Cuando la palabra ¨seguridad¨se fue imponiendo en el lenguaje popular por la presión de los medios, se elevó el nivel del miedo y la violencia.

\"buda\"

 

Desde que inicié mis actividades como periodista y monologuista de distintas bandas de rock, estuve en contacto casi permanente con los muchachos marginales de los barrios con mala fama y de las villas miserias.

Tengo como recuerdo un fotograma muy similar de las distintas épocas en la que la represión hacia ellos fue modificando su estrategia.

Durante los últimos años de la dictadura las palizas de producían durante los recitales de rock. Eran golpizas espectaculares por parte de la infantería o a veces, simplemente de las policías locales. El conurbano siempre fue peor. La bonaerense durante el gobierno de Menem y la gobernación de Duhalde era especialista en castigar severamente los pecados de la juventud e inclusive para ellos era un deporte matar pibes. Mientras que las comisarías de Lanus y Avellaneda coordinaban la venta de cocaína y amparaban a los narcos, en los procedimientos callejeros abultaban los registros de detenciones con los saqueos de pequeñas o medianas dosis a menores o adultos. Fui visitante asiduo de La Cava, Fuerte Apache y especialmente de Soldati. Con el advenimiento del kirchnerismo resultó evidente la transformación de los pobres en miserables. Tenía varios amigos en Villa Soldati, muchachos que trabajaban o robaban de caño o manoteo, vendían diarios o eran albañiles. En los tiempos de Néstor apenas si salían de Soldati. Algunos mendigaban por los alrededores de la Catedral de Pompeya, la mayoría abandonó el vicio de la cocaína por la adicción instantánea y más dañina del paco.

Los periodistas que los visitaban, negligentes movileros, ambiciosos noteros los enfocaban con los ojos del mundo civilizado y los apresaban con sus vergonzosos etiquetamientos morales. Eran incapaces de mirar el mundo con los ojos de la Villa. Cuando la palabra ¨seguridad¨ se fue imponiendo en el lenguaje popular por la presión de los medios, se elevó el nivel del miedo y de la violencia. Con total descaro la clase media, los educadores, los expertos y los gobernantes fueron aniquilando los escapes posibles de las situaciones miserables a las que los villeros se veían sometidos. ¿Y qué promesas podían hacerles para que dejaran el paco y las armas? ¿Por qué iban a dejar de matar ancianos si sus propios padres y abuelos yacían sumergidos en los peores nichos del abandono? ¿Les iban a dar acceso a la universidad o a empleos bien remunerados?
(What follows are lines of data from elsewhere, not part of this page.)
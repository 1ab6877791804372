// SPDX-License-Identifier: BUSL-1.1
// Copyright (c) 2026 Alfred Jean LLC

//! Shell quoting helpers

/// Escape characters that have special meaning in shell double-quoted strings.
///
/// When a prompt is embedded in a command like `probe "${prompt}"`, characters
/// like backticks and dollar signs would be interpreted by the shell. This
/// function escapes them so they're treated literally.
///
/// Characters escaped:
/// - Backslash `\` → `\\`
/// - Backtick `` ` `` → `` \` ``
/// - Dollar sign `$` → `\$`
/// - Double quote `"` → `\"`
pub fn escape_for_shell_double_quotes(s: &str) -> String {
    let mut result = String::with_capacity(s.len());
    for c in s.chars() {
        match c {
            '\\' => result.push_str("\\\\"),
            '`' => result.push_str("\\`"),
            '$' => result.push_str("\\$"),
            '"' => result.push_str("\\\""),
            _ => result.push(c),
        }
    }
    result
}

#[cfg(test)]
#[path = "shell_tests.rs"]
mod tests;
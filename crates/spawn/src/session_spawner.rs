// SPDX-License-Identifier: BUSL-1.1
// Copyright (c) 2026 Alfred Jean LLC

//! Session-backed task spawner for the execution bridge.
//!
//! Runs each assigned plan task in its own supervised session. The
//! supervising layer watches the session and reports the outcome through
//! the bridge's reporter; this spawner only launches and (on abort)
//! kills. Lightweight execution is not supported here — the bridge falls
//! back to session mode.

use async_trait::async_trait;
use herd_adapters::{escape_for_shell_double_quotes, SessionAdapter};
use herd_core::{SessionId, TaskId};
use herd_engine::{SpawnedTask, TaskAssignment, TaskReporter, TaskSpawner};
use parking_lot::Mutex;
use std::collections::HashMap;
use std::path::PathBuf;
use std::sync::Arc;

/// How the assistant binary is invoked for a task or child agent.
#[derive(Debug, Clone)]
pub struct AssistantCommand {
    pub binary: String,
    /// Flags appended before the prompt.
    pub args: Vec<String>,
}

impl Default for AssistantCommand {
    fn default() -> Self {
        Self {
            binary: "claude".to_string(),
            args: Vec::new(),
        }
    }
}

impl AssistantCommand {
    /// Render the full shell command: binary, flags, optional model, and
    /// the double-quoted prompt.
    pub fn build(&self, model: Option<&str>, prompt: &str) -> String {
        let mut command = self.binary.clone();
        for arg in &self.args {
            command.push(' ');
            command.push_str(arg);
        }
        if let Some(model) = model {
            command.push_str(" --model ");
            command.push_str(model);
        }
        command.push_str(" \"");
        command.push_str(&escape_for_shell_double_quotes(prompt));
        command.push('"');
        command
    }
}

/// [`TaskSpawner`] that gives every task a fresh supervised session.
#[derive(Clone)]
pub struct SessionTaskSpawner<S: SessionAdapter> {
    sessions: S,
    command: AssistantCommand,
    workdir: PathBuf,
    running: Arc<Mutex<HashMap<TaskId, String>>>,
}

impl<S: SessionAdapter> SessionTaskSpawner<S> {
    pub fn new(sessions: S, command: AssistantCommand, workdir: PathBuf) -> Self {
        Self {
            sessions,
            command,
            workdir,
            running: Arc::new(Mutex::new(HashMap::new())),
        }
    }

    /// Session ids of tasks this spawner launched and has not aborted.
    pub fn running_sessions(&self) -> Vec<String> {
        self.running.lock().values().cloned().collect()
    }

    fn task_prompt(assignment: &TaskAssignment) -> String {
        if assignment.description.is_empty() {
            assignment.title.clone()
        } else {
            format!("{}\n\n{}", assignment.title, assignment.description)
        }
    }
}

#[async_trait]
impl<S: SessionAdapter> TaskSpawner for SessionTaskSpawner<S> {
    async fn spawn_session(
        &self,
        assignment: &TaskAssignment,
        _reporter: TaskReporter,
    ) -> Result<SpawnedTask, String> {
        let command = self
            .command
            .build(Some(&assignment.model.model), &Self::task_prompt(assignment));

        let session_name = format!("task-{}", assignment.task_id);
        let session_id = self
            .sessions
            .spawn(&session_name, &self.workdir, &command, &[])
            .await
            .map_err(|e| e.to_string())?;

        tracing::info!(
            task_id = %assignment.task_id,
            session_id,
            model = assignment.model.model.as_str(),
            "task session spawned"
        );

        self.running
            .lock()
            .insert(assignment.task_id.clone(), session_id.clone());

        Ok(SpawnedTask {
            session_id: Some(SessionId::new(session_id)),
        })
    }

    async fn spawn_lightweight(
        &self,
        _assignment: &TaskAssignment,
        _reporter: TaskReporter,
    ) -> Option<Result<SpawnedTask, String>> {
        None
    }

    async fn abort(&self, task_id: &TaskId) {
        let session_id = self.running.lock().remove(task_id);
        if let Some(session_id) = session_id {
            tracing::info!(task_id = %task_id, session_id, "aborting task session");
            let _ = self.sessions.kill(&session_id).await;
        }
    }
}

#[cfg(test)]
#[path = "session_spawner_tests.rs"]
mod tests;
La degeneración de las actitudes delincuenciales en las villas fue producto de la ceguera social. Hoy los muchachos se ciegan de paco y salen a robar dispuestos a llevarse aunque sea, una vida.

Antes de envejecer en mis últimas visitas a los viejos amigos villeros los encontré vacíos de todo destino, como siempre habían estado sin saberlo, pero consiguieron  acuñar un patético cinismo, una frialdad despiadada, una desconfianza violenta hacia todo gesto de simpatía o de piedad. Los encontré más sabios aunque carente de toda compasión.

La negación del amor hacia ellos los transformó en esos hermosos perros rabiosos que hoy son.